とある愚兄賢妹の物語 作:夜草
幻想編 愚かな決断
道中
「詩歌っち、落ち着いたかい」
「ああ……鬼塚も、悪かったな。こんなことになっちまって」
「いや、詩歌っちのことが第一だからね。今回はそれが全部裏目に出ちゃったけど」
映画館を出てくるときにお姫様だっこからおんぶに切り替えたが、その段階でもうパニックは収まっていた。
「詩歌っち……いやなら何も言わなくても良いんだけど、あの時、何があったんだい」
横から美琴とインデックスが心配そうに覗いており、年長である鬼塚陽菜が代表して問う。
「わ、分からない。ただ、いきなり周りの光景に押し潰されるような感じがして、怖いという気持ちでいっぱいになって、息が苦しくなって……」
想像しただけでいたたまれない気持ちになる言葉。
「パニック・ディスオーダーの症状に似ているわね」
美琴がぼそっと呟く。
パニック・ディスオーダー。
不安を主体とする精神疾患。
強いストレスを感じた時に、今の詩歌のように見舞われる症状で、本能的な危険を察知する扁桃体が活動し過ぎて、必要もないのに警戒体勢に入り、呼吸や心拍数を増加。

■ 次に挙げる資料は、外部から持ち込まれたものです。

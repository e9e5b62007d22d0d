//! Zentrale Konfiguration für den POI-Routenplaner.
//!
//! `PlannerOptions` enthält alle zur Laufzeit änderbaren Werte.
//! Die `const`-Werte bleiben als Fallback/Default erhalten.

use crate::core::LatLng;
use crate::storage::USER_MARKERS_KEY;
use serde::{Deserialize, Serialize};
use std::path::{Path, PathBuf};

// ── Karte ───────────────────────────────────────────────────────────

/// Startzentrum der Karte (Cebu City)
pub const DEFAULT_CENTER: LatLng = LatLng::new(10.3157, 123.8854);
/// Start-Zoomstufe
pub const DEFAULT_ZOOM: f64 = 10.0;
/// Zoomstufe nach erfolgreicher Standortbestimmung
pub const LOCATED_ZOOM: f64 = 13.0;

// ── Persistenz ──────────────────────────────────────────────────────

/// Verzeichnisname des Datenspeichers neben der Konfiguration
pub const DATA_DIR_NAME: &str = "poi_route_planner_data";

// ── Texte ───────────────────────────────────────────────────────────

/// Ortsname, wenn die Namensauflösung nichts liefert
pub const FALLBACK_PLACE_LABEL: &str = "Unknown Location";
/// Beschriftung der eigenen Position
pub const USER_POSITION_LABEL: &str = "You are here!";

// ── Dienste ─────────────────────────────────────────────────────────

/// Basis-URL des Reverse-Geocoding-Dienstes
pub const NOMINATIM_BASE_URL: &str = "https://nominatim.openstreetmap.org";
/// Basis-URL der Routing-Engine
pub const OSRM_BASE_URL: &str = "https://router.project-osrm.org";
/// Timeout für HTTP-Anfragen in Sekunden
pub const HTTP_TIMEOUT_SECS: u64 = 15;

// ── Marker-Rendering ────────────────────────────────────────────────

/// Radius eines Marker-Overlays in Pixel
pub const MARKER_RADIUS_PX: f32 = 7.0;
/// Füllfarbe der Marker
pub const MARKER_COLOR: [f32; 4] = [0.9, 0.1, 0.1, 1.0];
/// Füllfarbe des Routenziels
pub const MARKER_COLOR_TARGET: [f32; 4] = [1.0, 0.6, 0.0, 1.0];
/// Farbe der eigenen Position
pub const USER_POSITION_COLOR: [f32; 4] = [0.1, 0.5, 1.0, 1.0];
/// Linienfarbe der Route
pub const ROUTE_COLOR: [f32; 4] = [0.2, 0.4, 0.9, 0.9];
/// Linienbreite der Route in Pixel
pub const ROUTE_WIDTH_PX: f32 = 4.0;

// ── Laufzeit-Optionen (serialisierbar) ─────────────────────────────

/// Laufzeit-Optionen, als TOML neben der Binary gespeichert.
#[derive(Debug, Clone, Serialize, Deserialize)]
pub struct PlannerOptions {
    // ── Karte ───────────────────────────────────────────────────
    /// Startzentrum
    pub default_center: LatLng,
    /// Start-Zoomstufe
    pub default_zoom: f64,
    /// Zoomstufe nach Standortbestimmung
    pub located_zoom: f64,

    // ── Persistenz ──────────────────────────────────────────────
    /// Speicherschlüssel der Marker-Liste
    pub storage_key: String,
    /// Datenverzeichnis (relativ zur Konfiguration oder absolut)
    #[serde(default)]
    pub data_dir: Option<PathBuf>,

    // ── Texte ───────────────────────────────────────────────────
    /// Ortsname, wenn die Namensauflösung nichts liefert
    pub fallback_place_label: String,
    /// Beschriftung der eigenen Position
    pub user_position_label: String,

    // ── Verhalten ───────────────────────────────────────────────
    /// Feste Position für Hosts ohne Geolocation
    #[serde(default)]
    pub home_position: Option<LatLng>,
    /// Route verwerfen, wenn ihr Ziel-Marker gelöscht wird
    #[serde(default)]
    pub clear_route_on_delete: bool,

    // ── Dienste ─────────────────────────────────────────────────
    /// Basis-URL des Reverse-Geocoding-Dienstes
    pub nominatim_base_url: String,
    /// Basis-URL der Routing-Engine
    pub osrm_base_url: String,
    /// User-Agent für HTTP-Anfragen
    pub http_user_agent: String,
    /// Timeout für HTTP-Anfragen in Sekunden
    #[serde(default = "default_http_timeout_secs")]
    pub http_timeout_secs: u64,

    // ── Rendering ───────────────────────────────────────────────
    /// Radius eines Marker-Overlays in Pixel
    pub marker_radius_px: f32,
    /// Füllfarbe der Marker
    pub marker_color: [f32; 4],
    /// Füllfarbe des Routenziels
    pub marker_color_target: [f32; 4],
    /// Farbe der eigenen Position
    pub user_position_color: [f32; 4],
    /// Linienfarbe der Route
    pub route_color: [f32; 4],
    /// Linienbreite der Route in Pixel
    pub route_width_px: f32,
}

impl Default for PlannerOptions {
    fn default() -> Self {
        Self {
            default_center: DEFAULT_CENTER,
            default_zoom: DEFAULT_ZOOM,
            located_zoom: LOCATED_ZOOM,

            storage_key: USER_MARKERS_KEY.to_string(),
            data_dir: None,

            fallback_place_label: FALLBACK_PLACE_LABEL.to_string(),
            user_position_label: USER_POSITION_LABEL.to_string(),

            home_position: None,
            clear_route_on_delete: false,

            nominatim_base_url: NOMINATIM_BASE_URL.to_string(),
            osrm_base_url: OSRM_BASE_URL.to_string(),
            http_user_agent: format!("poi-route-planner/{}", env!("CARGO_PKG_VERSION")),
            http_timeout_secs: HTTP_TIMEOUT_SECS,

            marker_radius_px: MARKER_RADIUS_PX,
            marker_color: MARKER_COLOR,
            marker_color_target: MARKER_COLOR_TARGET,
            user_position_color: USER_POSITION_COLOR,
            route_color: ROUTE_COLOR,
            route_width_px: ROUTE_WIDTH_PX,
        }
    }
}

fn default_http_timeout_secs() -> u64 {
    HTTP_TIMEOUT_SECS
}

impl PlannerOptions {
    /// Lädt Optionen aus einer TOML-Datei. Fehlt sie oder ist sie fehlerhaft,
    /// gelten die Standardwerte.
    pub fn load_from_file(path: &Path) -> Self {
        match std::fs::read_to_string(path) {
            Ok(content) => match toml::from_str(&content) {
                Ok(opts) => {
                    log::info!("Optionen geladen aus: {}", path.display());
                    Self::sanitized(opts)
                }
                Err(e) => {
                    log::warn!("Optionen-Datei fehlerhaft, verwende Standardwerte: {}", e);
                    Self::default()
                }
            },
            Err(_) => {
                log::info!("Keine Optionen-Datei gefunden, verwende Standardwerte");
                Self::default()
            }
        }
    }

    /// Ersetzt nicht endliche Koordinaten durch die Standardwerte.
    fn sanitized(mut self) -> Self {
        if !self.default_center.is_finite() {
            log::warn!(
                "default_center ungültig ({}), verwende Standardzentrum",
                self.default_center
            );
            self.default_center = DEFAULT_CENTER;
        }
        if let Some(home) = self.home_position.filter(|p| !p.is_finite()) {
            log::warn!("home_position ungültig ({}), wird ignoriert", home);
            self.home_position = None;
        }
        self
    }

    /// Speichert die Optionen als TOML.
    pub fn save_to_file(&self, path: &Path) -> anyhow::Result<()> {
        let content = toml::to_string_pretty(self)?;
        std::fs::write(path, content)?;
        log::info!("Optionen gespeichert nach: {}", path.display());
        Ok(())
    }

    /// Pfad der Konfigurationsdatei neben der Binary.
    pub fn config_path() -> PathBuf {
        Self::base_dir().join("poi_route_planner.toml")
    }

    /// Datenverzeichnis; relative Angaben gelten ab dem Verzeichnis der Binary.
    pub fn data_dir_path(&self) -> PathBuf {
        match &self.data_dir {
            Some(dir) if dir.is_absolute() => dir.clone(),
            Some(dir) => Self::base_dir().join(dir),
            None => Self::base_dir().join(DATA_DIR_NAME),
        }
    }

    /// HTTP-Timeout als `Duration`
    pub fn http_timeout(&self) -> std::time::Duration {
        std::time::Duration::from_secs(self.http_timeout_secs)
    }

    fn base_dir() -> PathBuf {
        std::env::current_exe()
            .unwrap_or_else(|_| PathBuf::from("poi-route-planner"))
            .parent()
            .unwrap_or_else(|| Path::new("."))
            .to_path_buf()
    }
}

現におんぶして密着している背中からドッドッドッドッドッとものすごく速い心拍を感じてる。
だとするなら、その原因は一体何だ。
変化が起こった時に、あのシーンであったもの……
修羅場に陥った男性役者が詰め寄る女性陣をどうにか宥めようとして―――刺された。
ナイフに刺された男性……?
(そうか! あの時の事か!)
詩歌はただ純粋に自分の料理に感動していたのではない。
料理の時も、彼女は当麻の腕前よりも、“自分が持っていた包丁”を気にしていたのだ。
馬鹿野郎、と自分で自分を罵る。
気づく瞬間はいくらでもあっただろうに、ただ今の“素”でいる詩歌と視線を通わせるのが怖くて、まともに見る事ができなかった。
幼児化しているという事は、まだ人格が完成されていない事で、プロテクトも不完全で、あの一件は上条詩歌の不幸に対する原動力であり、心に深く根付くトラウマだ。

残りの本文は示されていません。